_PROBLEM DETAILS:_
A single figure is required: the number of lines in the data below that hold the word "store".

_RECORDED DATA:_
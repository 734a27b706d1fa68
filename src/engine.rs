//! Demo trading engine: order lifecycle, simulated fills, and PnL.
//!
//! The engine exclusively owns Order, Position, and Account state. No
//! other component applies these transitions; analysis or evolution
//! failures can never corrupt committed account state. Position updates
//! are published on the bus and indexed by the knowledge store for
//! query only.
//!
//! Bookkeeping invariant, checked by the test suite: at all times
//! `capital + open entry cost == initial capital + realized PnL`, so
//! equity (capital + entry cost + unrealized) conserves value across
//! any sequence of fills and closes.

use std::collections::HashMap;
use std::sync::Arc;

use chrono::{Duration, Utc};
use dashmap::DashSet;
use parking_lot::Mutex;
use rust_decimal::{Decimal, RoundingStrategy};
use tracing::{debug, info, warn};

use crate::bus::{Event, MessageBus};
use crate::config::TradingConfig;
use crate::domain::{
    clamp_price, Account, Market, MarketId, Opportunity, Order, OrderBook, OrderState, Position,
    PositionId, RemainderPolicy, Side, StrategyBlueprint, StrategyId, TradeRecord,
};
use crate::error::{Error, Result, RiskError};
use crate::feed::MarketDataProvider;
use crate::risk::RiskManager;
use crate::store::KnowledgeStore;

/// Positions this close to resolution are force-closed.
const FORCED_CLOSE_WINDOW_HOURS: i64 = 1;

/// Why a position was closed.
#[derive(Debug, Clone, Copy, PartialEq, Eq)]
pub enum ExitReason {
    StopLoss,
    TakeProfit,
    TimeClose,
    Manual,
}

impl std::fmt::Display for ExitReason {
    fn fmt(&self, f: &mut std::fmt::Formatter<'_>) -> std::fmt::Result {
        let s = match self {
            Self::StopLoss => "stop_loss",
            Self::TakeProfit => "take_profit",
            Self::TimeClose => "time_close",
            Self::Manual => "manual",
        };
        write!(f, "{s}")
    }
}

/// Aggregate trading statistics.
#[derive(Debug, Clone, serde::Serialize)]
pub struct TradingStats {
    pub capital: Decimal,
    pub equity: Decimal,
    pub initial_capital: Decimal,
    pub realized_pnl: Decimal,
    pub unrealized_pnl: Decimal,
    pub roi_pct: Decimal,
    pub total_trades: usize,
    pub win_rate: f64,
    pub avg_win: Decimal,
    pub avg_loss: Decimal,
    pub open_positions: usize,
    pub closed_positions: usize,
}
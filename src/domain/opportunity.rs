//! Detected trading opportunities and their deduplication fingerprints.

use std::fmt;

use chrono::{DateTime, Utc};
use rust_decimal::Decimal;
use serde::{Deserialize, Serialize};

use super::ids::MarketId;
use super::market::Side;

/// Classification of a detected mispricing.
#[derive(Debug, Clone, Copy, PartialEq, Eq, Hash, Serialize, Deserialize)]
#[serde(rename_all = "snake_case")]
pub enum OpportunityKind {
    Arbitrage,
    NewsGap,
    ProbabilityEdge,
    TimeDecay,
    Liquidity,
}

impl fmt::Display for OpportunityKind {
    fn fmt(&self, f: &mut fmt::Formatter<'_>) -> fmt::Result {
        let s = match self {
            Self::Arbitrage => "arbitrage",
            Self::NewsGap => "news_gap",
            Self::ProbabilityEdge => "probability_edge",
            Self::TimeDecay => "time_decay",
            Self::Liquidity => "liquidity",
        };
        write!(f, "{s}")
    }
}

/// Deduplication key: market + kind + entry price bucketed to cents.
///
/// At most one open opportunity may exist per fingerprint; re-detection
/// refreshes the existing record instead of creating a duplicate.
#[derive(Debug, Clone, PartialEq, Eq, Hash, Serialize, Deserialize)]
pub struct Fingerprint(String);

impl Fingerprint {
    #[must_use]
    pub fn new(market_id: &MarketId, kind: OpportunityKind, entry_price: Decimal) -> Self {
        let bucket = (entry_price * Decimal::ONE_HUNDRED).round();
        Self(format!("{market_id}:{kind}:{bucket}"))
    }

    #[must_use]
    pub fn as_str(&self) -> &str {
        &self.0
    }
}

impl fmt::Display for Fingerprint {
    fn fmt(&self, f: &mut fmt::Formatter<'_>) -> fmt::Result {
        write!(f, "{}", self.0)
    }
}

/// Lifecycle of an opportunity record.
#[derive(Debug, Clone, Copy, PartialEq, Eq, Serialize, Deserialize)]
#[serde(rename_all = "snake_case")]
pub enum OpportunityStatus {
    /// Detected and awaiting or passing analysis.
    Open,
    /// Scored below the confidence floor. Kept for audit, never traded.
    Rejected,
    /// Acted on or expired; the fingerprint may be reused.
    Resolved,
}

/// A detected trading opportunity.
#[derive(Debug, Clone, Serialize, Deserialize)]
pub struct Opportunity {
    fingerprint: Fingerprint,
    market_id: MarketId,
    kind: OpportunityKind,
    side: Side,
    entry_price: Decimal,
    edge: Decimal,
    confidence: f64,
    status: OpportunityStatus,
    detected_at: DateTime<Utc>,
    expires_at: Option<DateTime<Utc>>,
}

impl Opportunity {
    #[must_use]
    pub fn new(
        market_id: MarketId,
        kind: OpportunityKind,
        side: Side,
        entry_price: Decimal,
        edge: Decimal,
        confidence: f64,
    ) -> Self {
        let fingerprint = Fingerprint::new(&market_id, kind, entry_price);
        Self {
            fingerprint,
            market_id,
            kind,
            side,
            entry_price,
            edge,
            confidence,
            status: OpportunityStatus::Open,
            detected_at: Utc::now(),
            expires_at: None,
        }
    }

    /// Set an expiry, typically the market's resolution date.
    #[must_use]
    pub fn with_expiry(mut self, at: DateTime<Utc>) -> Self {
        self.expires_at = Some(at);
        self
    }

    #[must_use]
    pub fn fingerprint(&self) -> &Fingerprint {
        &self.fingerprint
    }

    #[must_use]
    pub fn market_id(&self) -> &MarketId {
        &self.market_id
    }

    #[must_use]
    pub fn kind(&self) -> OpportunityKind {
        self.kind
    }

    #[must_use]
    pub fn side(&self) -> Side {
        self.side
    }

    #[must_use]
    pub fn entry_price(&self) -> Decimal {
        self.entry_price
    }

    #[must_use]
    pub fn edge(&self) -> Decimal {
        self.edge
    }

    #[must_use]
    pub fn confidence(&self) -> f64 {
        self.confidence
    }

    #[must_use]
    pub fn status(&self) -> OpportunityStatus {
        self.status
    }

    #[must_use]
    pub fn detected_at(&self) -> DateTime<Utc> {
        self.detected_at
    }

    #[must_use]
    pub fn expires_at(&self) -> Option<DateTime<Utc>> {
        self.expires_at
    }

    #[must_use]
    pub fn is_open(&self) -> bool {
        self.status == OpportunityStatus::Open
    }

    /// Refresh edge and confidence from a re-detection of the same
    /// fingerprint. Detection time is kept from the first sighting.
    pub fn refresh(&mut self, edge: Decimal, confidence: f64) {
        self.edge = edge;
        self.confidence = confidence;
    }

    /// Overwrite confidence from an analyzer score. When analyzers
    /// disagree, the lowest confidence wins.
    pub fn record_score(&mut self, confidence: f64) {
        self.confidence = self.confidence.min(confidence);
    }

    pub fn reject(&mut self) {
        self.status = OpportunityStatus::Rejected;
    }

    pub fn resolve(&mut self) {
        self.status = OpportunityStatus::Resolved;
    }

    /// True once past the expiry timestamp.
    #[must_use]
    pub fn is_expired(&self, now: DateTime<Utc>) -> bool {
        self.expires_at.is_some_and(|at| at <= now)
    }
}

#[cfg(test)]
mod tests {
    use super::*;
    use rust_decimal_macros::dec;

    #[test]
    fn fingerprint_buckets_price_to_cents() {
        let market = MarketId::from("m1");
        let a = Fingerprint::new(&market, OpportunityKind::Arbitrage, dec!(0.521));
        let b = Fingerprint::new(&market, OpportunityKind::Arbitrage, dec!(0.519));
        let c = Fingerprint::new(&market, OpportunityKind::Arbitrage, dec!(0.54));
        assert_eq!(a, b);
        assert_ne!(a, c);
    }

    #[test]
    fn fingerprint_distinguishes_kind() {
        let market = MarketId::from("m1");
        let arb = Fingerprint::new(&market, OpportunityKind::Arbitrage, dec!(0.52));
        let decay = Fingerprint::new(&market, OpportunityKind::TimeDecay, dec!(0.52));
        assert_ne!(arb, decay);
    }

    #[test]
    fn refresh_updates_edge_and_confidence() {
        let mut opp = Opportunity::new(
            MarketId::from("m1"),
            OpportunityKind::Arbitrage,
            Side::Yes,
            dec!(0.44),
            dec!(0.04),
            0.5,
        );
        opp.refresh(dec!(0.06), 0.8);
        assert_eq!(opp.edge(), dec!(0.06));
        assert_eq!(opp.confidence(), 0.8);
        assert!(opp.is_open());
    }

    #[test]
    fn record_score_keeps_lowest_confidence() {
        let mut opp = Opportunity::new(
            MarketId::from("m1"),
            OpportunityKind::ProbabilityEdge,
            Side::No,
            dec!(0.3),
            dec!(0.1),
            0.9,
        );
        opp.record_score(0.6);
        opp.record_score(0.8);
        assert_eq!(opp.confidence(), 0.6);
    }

    #[test]
    fn expiry_check() {
        let opp = Opportunity::new(
            MarketId::from("m1"),
            OpportunityKind::TimeDecay,
            Side::Yes,
            dec!(0.85),
            dec!(0.15),
            0.7,
        )
        .with_expiry(Utc::now() - chrono::Duration::minutes(1));
        assert!(opp.is_expired(Utc::now()));
    }
}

_RESPONSE BELOW:_
2